Tratamento e Prevenção

  • O tratamento e a prevenção da LVP são particularmente desafiantes. Na última década, foram propostas diferentes abordagens para reduzir a alta incidência de cancro oral em pacientes com LVP.
  • Até ao momento, nenhum dos tratamentos (cirurgia, exérese com laser, retinoides, terapia fotodinâmica e quimioterapia) se mostrou eficaz na redução do risco de desenvolvimento do cancro oral nesses pacientes.
  • Apesar da falta de evidências sobre a eficácia, o tratamento cirúrgico é a intervenção mais frequente no tratamento da LVP.
  • Quando a LVP é caracterizada por pequenas lesões, e se a área for discreta, pode ser tentada a exérese.
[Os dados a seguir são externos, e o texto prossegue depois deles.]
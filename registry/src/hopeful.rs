//! The hopeful record and its lifecycle status.

use compete_types::{Address, Amount};
use serde::{Deserialize, Serialize};
use std::fmt;

/// Sequential handle assigned at registration, starting at 0.
pub type HopefulId = u64;

/// Lifecycle status of a hopeful, derived from its flags.
///
/// `Competing → {Disqualified, Finalized}`; both targets are terminal.
#[derive(Clone, Copy, Debug, PartialEq, Eq, Hash, Serialize, Deserialize)]
pub enum HopefulStatus {
    Competing,
    Disqualified,
    Finalized,
}

impl HopefulStatus {
    pub fn is_terminal(&self) -> bool {
        !matches!(self, HopefulStatus::Competing)
    }
}

impl fmt::Display for HopefulStatus {
    fn fmt(&self, f: &mut fmt::Formatter<'_>) -> fmt::Result {
        match self {
            HopefulStatus::Competing => f.write_str("competing"),
            HopefulStatus::Disqualified => f.write_str("disqualified"),
            HopefulStatus::Finalized => f.write_str("finalized"),
        }
    }
}

/// Registration data supplied by the caller; the registry assigns the id.
#[derive(Clone, Debug, PartialEq, Eq, Serialize, Deserialize)]
pub struct NewHopeful {
    pub fund: Address,
    pub manager: Address,
    pub registrant: Address,
    pub base_asset: Address,
    pub quote_asset: Address,
    pub stake: Amount,
}

/// A registered competition entrant.
#[derive(Clone, Debug, PartialEq, Eq, Serialize, Deserialize)]
pub struct Hopeful {
    pub id: HopefulId,
    /// The fund being represented.
    pub fund: Address,
    /// The manager whose signature authorized participation.
    pub manager: Address,
    /// The wallet that submitted the registration; receives the payout.
    pub registrant: Address,
    /// Recorded for reporting only.
    pub base_asset: Address,
    /// Recorded for reporting only.
    pub quote_asset: Address,
    /// Amount declared at registration.
    pub stake: Amount,
    pub is_competing: bool,
    pub is_disqualified: bool,
    pub is_finalized: bool,
}

impl Hopeful {
    pub(crate) fn from_new(id: HopefulId, entry: NewHopeful) -> Self {
        Self {
            id,
            fund: entry.fund,
            manager: entry.manager,
            registrant: entry.registrant,
            base_asset: entry.base_asset,
            quote_asset: entry.quote_asset,
            stake: entry.stake,
            is_competing: true,
            is_disqualified: false,
            is_finalized: false,
        }
    }

    pub fn status(&self) -> HopefulStatus {
        if self.is_disqualified {
            HopefulStatus::Disqualified
        } else if self.is_finalized {
            HopefulStatus::Finalized
        } else {
            HopefulStatus::Competing
        }
    }

    /// Mark as disqualified. Also clears `is_competing`.
    pub fn disqualify(&mut self) {
        self.is_disqualified = true;
        self.is_competing = false;
    }

    /// Mark as finalized (paid out).
    pub fn finalize(&mut self) {
        self.is_finalized = true;
    }
}
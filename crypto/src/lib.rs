//! Cryptographic primitives for the competition escrow.
//!
//! - **Keccak-256** for message digests and address derivation
//! - **secp256k1** recoverable ECDSA for manager authorization
//! - Personal-message digests matching what wallets produce for `eth_sign`
//!
//! Signer recovery is pure: no storage, no network, no clock.

pub mod address;
pub mod hash;
pub mod keys;
pub mod sign;

pub use address::{address_from_public_key, address_from_secret};
pub use hash::{keccak256, keccak256_multi, personal_message_digest};
pub use keys::{keypair_from_seed, KeyPair};
pub use sign::{recover_personal_signer, recover_signer, sign_digest, sign_personal};
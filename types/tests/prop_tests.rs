use proptest::prelude::*;

use compete_types::{Address, Amount, SignatureParts, Timestamp, H256};

proptest! {
    /// Address display output parses back to the same address.
    #[test]
    fn address_display_parses_back(bytes in prop::array::uniform20(0u8..)) {
        let addr = Address::new(bytes);
        let parsed: Address = addr.to_string().parse().unwrap();
        prop_assert_eq!(parsed, addr);
    }

    /// H256 display output parses back to the same digest.
    #[test]
    fn h256_display_parses_back(bytes in prop::array::uniform32(0u8..)) {
        let h = H256::new(bytes);
        let parsed: H256 = h.to_string().parse().unwrap();
        prop_assert_eq!(parsed, h);
    }

    /// Address::is_zero is true only for all-zero bytes.
    #[test]
    fn address_is_zero_correct(bytes in prop::array::uniform20(0u8..)) {
        prop_assert_eq!(Address::new(bytes).is_zero(), bytes == [0u8; 20]);
    }

    /// Exactly four values of `v` resolve to a recovery id.
    #[test]
    fn recovery_id_domain(v in 0u8..=255) {
        let sig = SignatureParts::new(v, H256::ZERO, H256::ZERO);
        let expected = matches!(v, 0 | 1 | 27 | 28);
        prop_assert_eq!(sig.recovery_id().is_some(), expected);
        if let Some(id) = sig.recovery_id() {
            prop_assert!(id <= 1);
        }
    }

    /// Timestamp ordering: new(a) <= new(b) iff a <= b.
    #[test]
    fn timestamp_ordering(a in 0u64..u64::MAX, b in 0u64..u64::MAX) {
        let ta = Timestamp::new(a);
        let tb = Timestamp::new(b);
        prop_assert_eq!(ta <= tb, a <= b);
        prop_assert_eq!(ta == tb, a == b);
    }

    /// Nothing remains exactly once the end time has been reached.
    #[test]
    fn remaining_is_zero_from_end(start in 0u64..1_000_000, dur in 0u64..1_000_000, now in 0u64..3_000_000) {
        let end = Timestamp::new(start).checked_add_secs(dur).unwrap();
        let now = Timestamp::new(now);
        prop_assert_eq!(end.remaining_from(now) == 0, now >= end);
    }

    /// checked_add and checked_sub on amounts are inverse when both succeed.
    #[test]
    fn amount_add_sub_inverse(a in 0u128..u64::MAX as u128, b in 0u128..u64::MAX as u128) {
        let sum = Amount::new(a).checked_add(Amount::new(b)).unwrap();
        prop_assert_eq!(sum.checked_sub(Amount::new(b)), Some(Amount::new(a)));
    }
}
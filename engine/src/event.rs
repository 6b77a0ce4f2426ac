//! Events emitted when a competition operation commits.

use compete_registry::HopefulId;
use compete_types::{Address, Amount};
use std::sync::{PoisonError, RwLock};

/// Competition-level events that observers can subscribe to via the [`EventBus`].
#[derive(Clone, Debug, PartialEq, Eq)]
pub enum CompetitionEvent {
    /// A hopeful was admitted.
    Registered {
        id: HopefulId,
        fund: Address,
        manager: Address,
        registrant: Address,
        stake: Amount,
    },
    /// The oracle disqualified a hopeful.
    Disqualified { id: HopefulId },
    /// The oracle paid out a hopeful and closed its lifecycle.
    Finalized {
        id: HopefulId,
        registrant: Address,
        amount: Amount,
        metric_a: u64,
        metric_b: u64,
    },
}

type Listener = Box<dyn Fn(&CompetitionEvent) + Send + Sync>;

/// Synchronous fan-out event bus for competition events.
///
/// Listeners are invoked in commit order after the engine has released its
/// registry lock, so they may call back into the engine.
pub struct EventBus {
    listeners: RwLock<Vec<Listener>>,
}

impl EventBus {
    pub fn new() -> Self {
        Self {
            listeners: RwLock::new(Vec::new()),
        }
    }

    pub fn subscribe(&self, listener: Listener) {
        self.listeners
            .write()
            .unwrap_or_else(PoisonError::into_inner)
            .push(listener);
    }

    pub fn emit(&self, event: &CompetitionEvent) {
        let listeners = self.listeners.read().unwrap_or_else(PoisonError::into_inner);
        for listener in listeners.iter() {
            listener(event);
        }
    }

    pub fn listener_count(&self) -> usize {
        self.listeners
            .read()
            .unwrap_or_else(PoisonError::into_inner)
            .len()
    }
}

impl Default for EventBus {
    fn default() -> Self {
        Self::new()
    }
}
Contudo, o paciente deve estar ciente de que será necessário acompanhamento contínuo devido ao alto risco de cancro oral e de recidiva da lesão (71%).
  • A maioria dos casos de LVP demonstra grandes lesões e envolve áreas multifocais não contíguas.
  • Uma revisão sistemática recente evidencia que a taxa geral de recidiva de LVP em todas as modalidades de tratamento é de aproximadamente 85%, sem qualquer redução na incidência de cancro.
  • Por todas essas razões, a excisão cirúrgica de LVP extensa pode ser considerada uma opção de tratamento agressivo, impraticável e desnecessário.
  • Muitos médicos escolhem uma abordagem de “esperar e ver”, sempre acompanhadas de múltiplas biópsias periódicas e examinação clínica regular.
  • O objetivo desta abordagem é identificar o início muito precoce do cancro oral, proporcionando o melhor resultado e prognóstico do tratamento.

Em conclusão, e considerando a alta incidência de cancro em pacientes com LVP, múltiplas biópsias e o acompanhamento clínico rigoroso são obrigatórios (a cada 3-6 meses, dependendo das características clínicas). O momento da transformação maligna é imprevisível, portanto, o acompanhamento contínuo é imprescindível.